Aims: We have recently reported that amiloride, a potent and nonselective blocker of acid-sensing ion channels, prevents the development of pilocarpine-induced seizures and status epilepticus. Amiloride is also known to suppress the activity of Na+/Ca2+ and Na+/H+ exchangers that have been implicated in the pathophysiology of seizures. Here, we evaluated the effects of amiloride, SN-6 (a potent blocker of Na+/Ca2+ exchangers) and zoniporide (a potent blocker of Na+/H+ exchangers) on acoustically evoked seizures (audiogenic seizures, AGS) in genetically epilepsy-prone rats (GEPR-3s), a model of inherited generalized epilepsy. Methods: Male, six-week-old GEPR-3s were used. The GEPR-3s were tested for AGS susceptibility before and after treatment with various doses of amiloride, SN-6, and zoniporide (1, 3, 10, and 30 mg/kg; per os).

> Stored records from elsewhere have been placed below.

//! addon-config - cloud add-on configuration resolver
//!
//! Maps the environment variables that cloud platforms export for attached
//! add-ons (databases, caches, message brokers, mail relays) into an
//! application's configuration mapping, never overwriting keys the
//! application already set.
//!
//! # Architecture
//!
//! - **Domain Layer** (`domain`): add-on rules, values, and the store port
//! - **Service Layer** (`services`): the resolution pass
//! - **Adapters** (`adapters`): in-memory configuration store
//! - **Infrastructure Layer** (`infrastructure`): settings and logging
//! - **CLI Layer** (`cli`): command-line interface
//!
//! # Example
//!
//! ```
//! use addon_config::{ConfigResolver, ConfigValue, EnvironmentSnapshot};
//! use std::collections::BTreeMap;
//!
//! let env: EnvironmentSnapshot = [("REDIS_URL", "redis://:secret@cachehost:6379/0")]
//!     .into_iter()
//!     .collect();
//!
//! let mut config: BTreeMap<String, ConfigValue> = BTreeMap::new();
//! ConfigResolver::default().resolve(&env, &mut config);
//!
//! assert_eq!(config["REDIS_HOST"], ConfigValue::from("cachehost"));
//! assert_eq!(config["REDIS_PORT"], ConfigValue::Integer(6379));
//! ```

pub mod adapters;
pub mod cli;
pub mod domain;
pub mod infrastructure;
pub mod services;

// Re-export commonly used types for convenience
pub use adapters::{MemoryConfigStore, SeedError};
pub use domain::models::{
    Broker, ConfigValue, DocumentStoreSelection, EnvironmentSnapshot, MailProvider, ParsedUri,
    ResolverSettings, Settings,
};
pub use domain::ports::ConfigStore;
pub use infrastructure::config::{SettingsError, SettingsLoader};
pub use services::{ConfigResolver, ResolutionSummary};
use serde::Serialize;
use std::collections::BTreeMap;
use std::path::{Path, PathBuf};
use thiserror::Error;

use crate::domain::models::ConfigValue;
use crate::domain::ports::ConfigStore;

/// Errors raised while seeding a store with application defaults.
#[derive(Debug, Error)]
pub enum SeedError {
    #[error("Failed to read defaults file {path}: {source}")]
    Read {
        path: PathBuf,
        #[source]
        source: std::io::Error,
    },

    #[error("Failed to parse defaults as a flat mapping of scalars: {0}")]
    Parse(#[from] serde_yaml::Error),
}

/// In-memory [`ConfigStore`] with sorted keys.
///
/// Seeded from YAML, it stands in for the host application's explicit
/// configuration when resolving from the command line.
#[derive(Debug, Clone, Default, PartialEq, Eq, Serialize)]
#[serde(transparent)]
pub struct MemoryConfigStore {
    values: BTreeMap<String, ConfigValue>,
}

impl MemoryConfigStore {
    /// Create an empty store.
    pub fn new() -> Self {
        Self::default()
    }

    /// Seed a store from a YAML mapping of key to scalar value.
    pub fn from_yaml_str(yaml: &str) -> Result<Self, SeedError> {
        if yaml.trim().is_empty() {
            return Ok(Self::new());
        }
        let values: BTreeMap<String, ConfigValue> = serde_yaml::from_str(yaml)?;
        Ok(Self { values })
    }

    /// Seed a store from a YAML file.
    pub fn from_yaml_file(path: impl AsRef<Path>) -> Result<Self, SeedError> {
        let path = path.as_ref();
        let contents = std::fs::read_to_string(path).map_err(|source| SeedError::Read {
            path: path.to_path_buf(),
            source,
        })?;
        let store = Self::from_yaml_str(&contents)?;
        tracing::debug!(path = %path.display(), keys = store.len(), "seeded configuration store");
        Ok(store)
    }

    /// Iterate over entries in key order.
    pub fn iter(&self) -> impl Iterator<Item = (&str, &ConfigValue)> {
        self.values.iter().map(|(k, v)| (k.as_str(), v))
    }

    /// Number of keys set.
    pub fn len(&self) -> usize {
        self.values.len()
    }

    /// Whether no key is set.
    pub fn is_empty(&self) -> bool {
        self.values.is_empty()
    }
}

impl ConfigStore for MemoryConfigStore {
    fn get(&self, key: &str) -> Option<&ConfigValue> {
        self.values.get(key)
    }

    fn set(&mut self, key: &str, value: ConfigValue) {
        self.values.insert(key.to_string(), value);
    }
}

Results: We found that pretreatment with amiloride and SN-6 markedly reduced the incidence and severity of AGS in the GEPR-3s. In contrast, administration of zoniporide only minimally reduced the incidence and severity of AGS in the GEPR-3s. A combination of noneffective doses of SN-6 and zoniporide also suppressed AGS susceptibility in the GEPR-3s. Conclusions: These findings suggest acid-sensing ion channels and the Na+/Ca2+ exchanger may play an important role in the pathophysiology of inherited AGS susceptibility in the GEPR-3s. © 2014 John Wiley & Sons Ltd.